▶ [TASK DIRECTIONS]:
Your reply should consist solely of the lines from the start of the material below through the line containing "strategy.run(&client, &stop);", reproduced exactly.
=== THE DATA ===
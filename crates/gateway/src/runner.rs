//! Session runner
//!
//! Runs the inbound delivery loop and a caller strategy side by side. The
//! strategy issues blocking requests on a blocking-pool thread while the
//! delivery task keeps feeding callbacks to the components that wake it.
//! Whichever finishes first (strategy, inbound channel, Ctrl-C) stops the
//! other through the shared stop flag.

use log::{error, info};
use std::sync::Arc;
use std::sync::atomic::{AtomicBool, Ordering};
use tokio::sync::Notify;

use crate::client::Client;
use crate::error::GatewayResult;
use crate::transport::EventReceiver;

/// Caller logic driven against a connected [`Client`]
pub trait Strategy: Send + 'static {
    fn name(&self) -> &str {
        "strategy"
    }

    /// Run until done or until `stop` is raised.
    ///
    /// Called on a blocking-pool thread, so blocking requests are fine here.
    fn run(&mut self, client: &Client, stop: &AtomicBool);
}

/// Why a session ended
#[derive(Debug, Clone, Copy, PartialEq, Eq)]
pub enum StopReason {
    StrategyFinished,
    InboundClosed,
    Interrupted,
}

#[derive(Debug, Clone, Copy, PartialEq, Eq)]
pub struct SessionReport {
    pub reason: StopReason,
    /// Inbound events delivered
    pub delivered: usize,
}

pub struct Session;

impl Session {
    pub async fn start<S: Strategy>(
        client: Arc<Client>,
        inbound: EventReceiver,
        mut strategy: S,
    ) -> GatewayResult<SessionReport> {
        let stop = Arc::new(AtomicBool::new(false));
        let shutdown = Arc::new(Notify::new());

        let mut delivery = tokio::spawn(Self::deliver(
            Arc::clone(&client),
            inbound,
            Arc::clone(&shutdown),
        ));

        let mut strategy_task = {
            let client = Arc::clone(&client);
            let stop = Arc::clone(&stop);
            tokio::task::spawn_blocking(move || {
                info!("Strategy {} started", strategy.name());
                strategy.run(&client, &stop);
                info!("Strategy {} finished", strategy.name());
            })
        };

        let mut delivered = None;
        let mut strategy_done = false;

        let reason = tokio::select! {
            joined = &mut strategy_task => {
                joined?;
                strategy_done = true;
                StopReason::StrategyFinished
            }
            joined = &mut delivery => {
                delivered = Some(joined?);
                StopReason::InboundClosed
            }
            signal = tokio::signal::ctrl_c() => {
                if let Err(e) = signal {
                    error!("Failed to listen for Ctrl-C: {}", e);
                }
                StopReason::Interrupted
            }
        };
        info!("Stopping session: {:?}", reason);

        stop.store(true, Ordering::Release);
        shutdown.notify_one();

        if !strategy_done {
            strategy_task.await?;
        }
        let delivered = match delivered {
            Some(count) => count,
            None => delivery.await?,
        };

        info!("Session stopped after {} events", delivered);
        Ok(SessionReport { reason, delivered })
    }

    async fn deliver(
        client: Arc<Client>,
        mut inbound: EventReceiver,
        shutdown: Arc<Notify>,
    ) -> usize {
        let mut delivered = 0;
        loop {
            tokio::select! {
                event = inbound.next() => match event {
                    Some(event) => {
                        client.dispatch(&event);
                        delivered += 1;
                    }
                    None => break,
                },
                _ = shutdown.notified() => break,
            }
        }
        delivered
    }
}

/// Install the env_logger backend, `info` unless `RUST_LOG` says otherwise.
///
/// Safe to call more than once.
pub fn init_logging() {
    let _ = env_logger::Builder::from_env(env_logger::Env::default().default_filter_or("info"))
        .try_init();
}
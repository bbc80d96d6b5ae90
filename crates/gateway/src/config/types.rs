use serde::{Deserialize, Serialize};
use std::time::Duration;

/// Root configuration for the gateway
#[derive(Debug, Clone, PartialEq, Serialize, Deserialize)]
pub struct GatewayConfig {
    pub connection: ConnectionConfig,
    #[serde(default)]
    pub correlation: CorrelationSettings,
}

/// Where the peer listens
#[derive(Debug, Clone, PartialEq, Serialize, Deserialize)]
pub struct ConnectionConfig {
    pub host: String,
    pub port: u16,
    /// Distinguishes concurrent sessions against the same peer
    #[serde(default)]
    pub client_id: i32,
}

/// Timeouts and window sizes used by the request components
#[derive(Debug, Clone, PartialEq, Serialize, Deserialize)]
pub struct CorrelationSettings {
    #[serde(default = "default_response_timeout")]
    pub response_timeout_ms: u64,
    /// Capacity of tick, realtime bar and keep-up-to-date bar windows
    #[serde(default = "default_window_length")]
    pub window_length: usize,
    /// Scanner window capacity when the subscription leaves the row count open
    #[serde(default = "default_scanner_rows")]
    pub scanner_rows: usize,
}

impl Default for CorrelationSettings {
    fn default() -> Self {
        CorrelationSettings {
            response_timeout_ms: default_response_timeout(),
            window_length: default_window_length(),
            scanner_rows: default_scanner_rows(),
        }
    }
}

impl CorrelationSettings {
    pub fn response_timeout(&self) -> Duration {
        Duration::from_millis(self.response_timeout_ms)
    }
}

fn default_response_timeout() -> u64 {
    10_000
}

fn default_window_length() -> usize {
    10
}

fn default_scanner_rows() -> usize {
    50
}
===
▶ [ANSWER FOR THIS EXERCISE]:
filename crates/gateway/src/runner.rs
//! Session runner
//!
//! Runs the inbound delivery loop and a caller strategy side by side. The
//! strategy issues blocking requests on a blocking-pool thread while the
//! delivery task keeps feeding callbacks to the components that wake it.
//! Whichever finishes first (strategy, inbound channel, Ctrl-C) stops the
//! other through the shared stop flag.

use log::{error, info};
use std::sync::Arc;
use std::sync::atomic::{AtomicBool, Ordering};
use tokio::sync::Notify;

use crate::client::Client;
use crate::error::GatewayResult;
use crate::transport::EventReceiver;

/// Caller logic driven against a connected [`Client`]
pub trait Strategy: Send + 'static {
    fn name(&self) -> &str {
        "strategy"
    }

    /// Run until done or until `stop` is raised.
    ///
    /// Called on a blocking-pool thread, so blocking requests are fine here.
    fn run(&mut self, client: &Client, stop: &AtomicBool);
}

/// Why a session ended
#[derive(Debug, Clone, Copy, PartialEq, Eq)]
pub enum StopReason {
    StrategyFinished,
    InboundClosed,
    Interrupted,
}

#[derive(Debug, Clone, Copy, PartialEq, Eq)]
pub struct SessionReport {
    pub reason: StopReason,
    /// Inbound events delivered
    pub delivered: usize,
}

pub struct Session;

impl Session {
    pub async fn start<S: Strategy>(
        client: Arc<Client>,
        inbound: EventReceiver,
        mut strategy: S,
    ) -> GatewayResult<SessionReport> {
        let stop = Arc::new(AtomicBool::new(false));
        let shutdown = Arc::new(Notify::new());

        let mut delivery = tokio::spawn(Self::deliver(
            Arc::clone(&client),
            inbound,
            Arc::clone(&shutdown),
        ));

        let mut strategy_task = {
            let client = Arc::clone(&client);
            let stop = Arc::clone(&stop);
            tokio::task::spawn_blocking(move || {
                info!("Strategy {} started", strategy.name());
                strategy.run(&client, &stop);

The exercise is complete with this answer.